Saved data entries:
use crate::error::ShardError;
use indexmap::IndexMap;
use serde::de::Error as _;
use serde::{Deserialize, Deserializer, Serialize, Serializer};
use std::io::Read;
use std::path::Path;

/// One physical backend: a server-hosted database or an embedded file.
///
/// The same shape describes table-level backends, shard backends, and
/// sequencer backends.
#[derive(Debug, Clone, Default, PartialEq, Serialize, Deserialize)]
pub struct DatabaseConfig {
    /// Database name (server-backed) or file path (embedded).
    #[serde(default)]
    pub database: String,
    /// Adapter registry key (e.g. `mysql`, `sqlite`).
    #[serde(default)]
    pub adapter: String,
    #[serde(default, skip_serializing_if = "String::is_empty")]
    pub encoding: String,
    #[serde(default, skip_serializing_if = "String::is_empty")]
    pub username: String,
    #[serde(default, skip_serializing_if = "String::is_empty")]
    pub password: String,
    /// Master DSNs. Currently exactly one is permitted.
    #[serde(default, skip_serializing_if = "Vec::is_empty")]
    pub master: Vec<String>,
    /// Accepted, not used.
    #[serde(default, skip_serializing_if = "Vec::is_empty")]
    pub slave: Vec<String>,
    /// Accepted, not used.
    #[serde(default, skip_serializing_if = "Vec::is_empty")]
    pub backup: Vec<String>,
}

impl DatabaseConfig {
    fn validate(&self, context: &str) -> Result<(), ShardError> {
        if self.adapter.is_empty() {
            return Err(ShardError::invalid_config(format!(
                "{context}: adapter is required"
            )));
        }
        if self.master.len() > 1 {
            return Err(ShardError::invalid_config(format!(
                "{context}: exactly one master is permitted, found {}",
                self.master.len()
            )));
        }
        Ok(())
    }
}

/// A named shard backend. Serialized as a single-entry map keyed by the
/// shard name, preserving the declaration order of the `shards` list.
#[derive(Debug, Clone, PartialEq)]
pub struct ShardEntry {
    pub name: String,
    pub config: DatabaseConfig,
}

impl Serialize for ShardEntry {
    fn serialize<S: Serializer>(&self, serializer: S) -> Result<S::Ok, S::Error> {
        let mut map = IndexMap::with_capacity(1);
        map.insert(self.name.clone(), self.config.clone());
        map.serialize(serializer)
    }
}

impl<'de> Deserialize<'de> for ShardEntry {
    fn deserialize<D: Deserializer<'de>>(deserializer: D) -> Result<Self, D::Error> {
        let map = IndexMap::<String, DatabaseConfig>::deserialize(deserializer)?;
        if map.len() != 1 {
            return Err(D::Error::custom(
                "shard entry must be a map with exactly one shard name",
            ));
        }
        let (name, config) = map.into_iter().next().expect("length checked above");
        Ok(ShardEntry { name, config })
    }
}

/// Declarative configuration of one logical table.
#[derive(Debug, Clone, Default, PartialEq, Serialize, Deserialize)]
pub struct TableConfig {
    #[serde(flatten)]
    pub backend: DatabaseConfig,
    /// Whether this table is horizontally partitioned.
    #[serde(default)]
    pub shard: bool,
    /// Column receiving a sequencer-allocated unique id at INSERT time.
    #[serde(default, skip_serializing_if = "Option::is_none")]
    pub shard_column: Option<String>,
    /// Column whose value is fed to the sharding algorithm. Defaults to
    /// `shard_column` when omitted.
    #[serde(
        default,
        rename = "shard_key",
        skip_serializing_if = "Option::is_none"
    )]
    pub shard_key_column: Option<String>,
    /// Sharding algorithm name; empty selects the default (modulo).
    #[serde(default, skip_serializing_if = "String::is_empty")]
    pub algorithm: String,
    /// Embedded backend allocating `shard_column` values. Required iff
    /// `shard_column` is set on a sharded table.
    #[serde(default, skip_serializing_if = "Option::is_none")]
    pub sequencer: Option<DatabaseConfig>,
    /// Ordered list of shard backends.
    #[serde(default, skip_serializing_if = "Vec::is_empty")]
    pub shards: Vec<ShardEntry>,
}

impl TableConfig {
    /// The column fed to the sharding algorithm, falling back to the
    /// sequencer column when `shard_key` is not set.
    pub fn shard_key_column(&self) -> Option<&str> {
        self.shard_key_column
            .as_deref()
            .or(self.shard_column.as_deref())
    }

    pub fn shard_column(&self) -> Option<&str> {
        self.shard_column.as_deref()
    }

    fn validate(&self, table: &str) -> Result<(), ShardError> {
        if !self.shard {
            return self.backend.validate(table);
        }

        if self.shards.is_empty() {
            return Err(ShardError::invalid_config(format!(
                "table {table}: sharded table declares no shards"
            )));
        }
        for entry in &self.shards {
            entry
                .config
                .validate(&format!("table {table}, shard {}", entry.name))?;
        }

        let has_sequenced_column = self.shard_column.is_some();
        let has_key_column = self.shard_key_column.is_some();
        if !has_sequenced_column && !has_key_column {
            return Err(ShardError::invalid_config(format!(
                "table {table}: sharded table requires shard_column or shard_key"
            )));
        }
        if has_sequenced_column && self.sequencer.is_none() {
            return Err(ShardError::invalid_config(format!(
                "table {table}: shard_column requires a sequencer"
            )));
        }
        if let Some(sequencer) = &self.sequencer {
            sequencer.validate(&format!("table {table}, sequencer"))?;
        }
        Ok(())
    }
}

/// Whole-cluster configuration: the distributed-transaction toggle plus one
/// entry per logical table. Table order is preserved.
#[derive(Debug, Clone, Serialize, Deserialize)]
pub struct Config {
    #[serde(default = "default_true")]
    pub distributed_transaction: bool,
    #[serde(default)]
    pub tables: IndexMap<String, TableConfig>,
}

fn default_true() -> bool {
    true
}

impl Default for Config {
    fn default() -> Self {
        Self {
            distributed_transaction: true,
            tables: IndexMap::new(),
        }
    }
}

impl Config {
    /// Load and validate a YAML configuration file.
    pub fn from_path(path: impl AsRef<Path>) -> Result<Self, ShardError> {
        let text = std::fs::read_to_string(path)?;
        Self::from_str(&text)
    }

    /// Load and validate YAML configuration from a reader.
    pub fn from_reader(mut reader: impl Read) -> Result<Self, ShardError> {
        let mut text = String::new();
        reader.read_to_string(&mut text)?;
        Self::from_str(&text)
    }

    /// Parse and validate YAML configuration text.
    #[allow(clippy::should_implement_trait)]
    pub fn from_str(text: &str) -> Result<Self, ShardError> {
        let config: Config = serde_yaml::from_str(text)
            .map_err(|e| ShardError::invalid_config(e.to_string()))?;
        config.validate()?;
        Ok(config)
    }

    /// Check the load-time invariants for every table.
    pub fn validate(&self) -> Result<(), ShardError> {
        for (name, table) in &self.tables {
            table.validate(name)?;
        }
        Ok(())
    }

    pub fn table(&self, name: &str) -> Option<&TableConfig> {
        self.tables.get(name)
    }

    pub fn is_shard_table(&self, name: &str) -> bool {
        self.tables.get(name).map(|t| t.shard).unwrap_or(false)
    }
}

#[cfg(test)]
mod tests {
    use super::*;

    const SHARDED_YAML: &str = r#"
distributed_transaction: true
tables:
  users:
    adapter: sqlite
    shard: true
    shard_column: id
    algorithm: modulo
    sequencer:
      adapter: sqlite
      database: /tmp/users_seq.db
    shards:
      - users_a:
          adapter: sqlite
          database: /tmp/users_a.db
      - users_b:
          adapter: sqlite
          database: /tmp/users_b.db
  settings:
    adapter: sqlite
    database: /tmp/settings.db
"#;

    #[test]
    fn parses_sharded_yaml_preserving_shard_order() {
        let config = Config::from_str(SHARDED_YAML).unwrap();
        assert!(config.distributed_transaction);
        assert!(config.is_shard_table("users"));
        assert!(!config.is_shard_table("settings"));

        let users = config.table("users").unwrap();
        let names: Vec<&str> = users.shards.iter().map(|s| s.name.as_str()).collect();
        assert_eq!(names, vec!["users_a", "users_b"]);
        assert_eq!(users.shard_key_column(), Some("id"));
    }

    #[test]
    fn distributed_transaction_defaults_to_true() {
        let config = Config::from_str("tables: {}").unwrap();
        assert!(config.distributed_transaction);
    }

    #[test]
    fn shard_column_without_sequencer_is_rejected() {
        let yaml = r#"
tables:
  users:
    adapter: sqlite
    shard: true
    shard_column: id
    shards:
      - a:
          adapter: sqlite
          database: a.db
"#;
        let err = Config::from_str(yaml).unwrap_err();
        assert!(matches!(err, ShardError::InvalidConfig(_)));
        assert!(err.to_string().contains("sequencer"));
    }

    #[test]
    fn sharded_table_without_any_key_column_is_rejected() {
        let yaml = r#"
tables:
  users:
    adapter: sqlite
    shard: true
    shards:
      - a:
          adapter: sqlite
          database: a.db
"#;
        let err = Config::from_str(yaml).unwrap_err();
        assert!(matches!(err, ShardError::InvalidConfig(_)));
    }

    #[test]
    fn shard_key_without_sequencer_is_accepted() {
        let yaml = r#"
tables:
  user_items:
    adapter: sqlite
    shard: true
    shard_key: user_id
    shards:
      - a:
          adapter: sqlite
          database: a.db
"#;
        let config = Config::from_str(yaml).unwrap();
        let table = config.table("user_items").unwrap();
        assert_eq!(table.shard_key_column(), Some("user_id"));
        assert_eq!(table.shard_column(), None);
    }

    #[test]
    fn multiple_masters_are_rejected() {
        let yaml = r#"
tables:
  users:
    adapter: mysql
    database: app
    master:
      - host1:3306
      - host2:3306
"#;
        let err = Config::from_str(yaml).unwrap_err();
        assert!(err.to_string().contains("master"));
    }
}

# [REQUIRED WORK]
Where does the word "contains" appear in the records above? Return every line that holds it.

# [WRITTEN ANSWER]
        assert!(err.to_string().contains("sequencer"));
        assert!(err.to_string().contains("master"));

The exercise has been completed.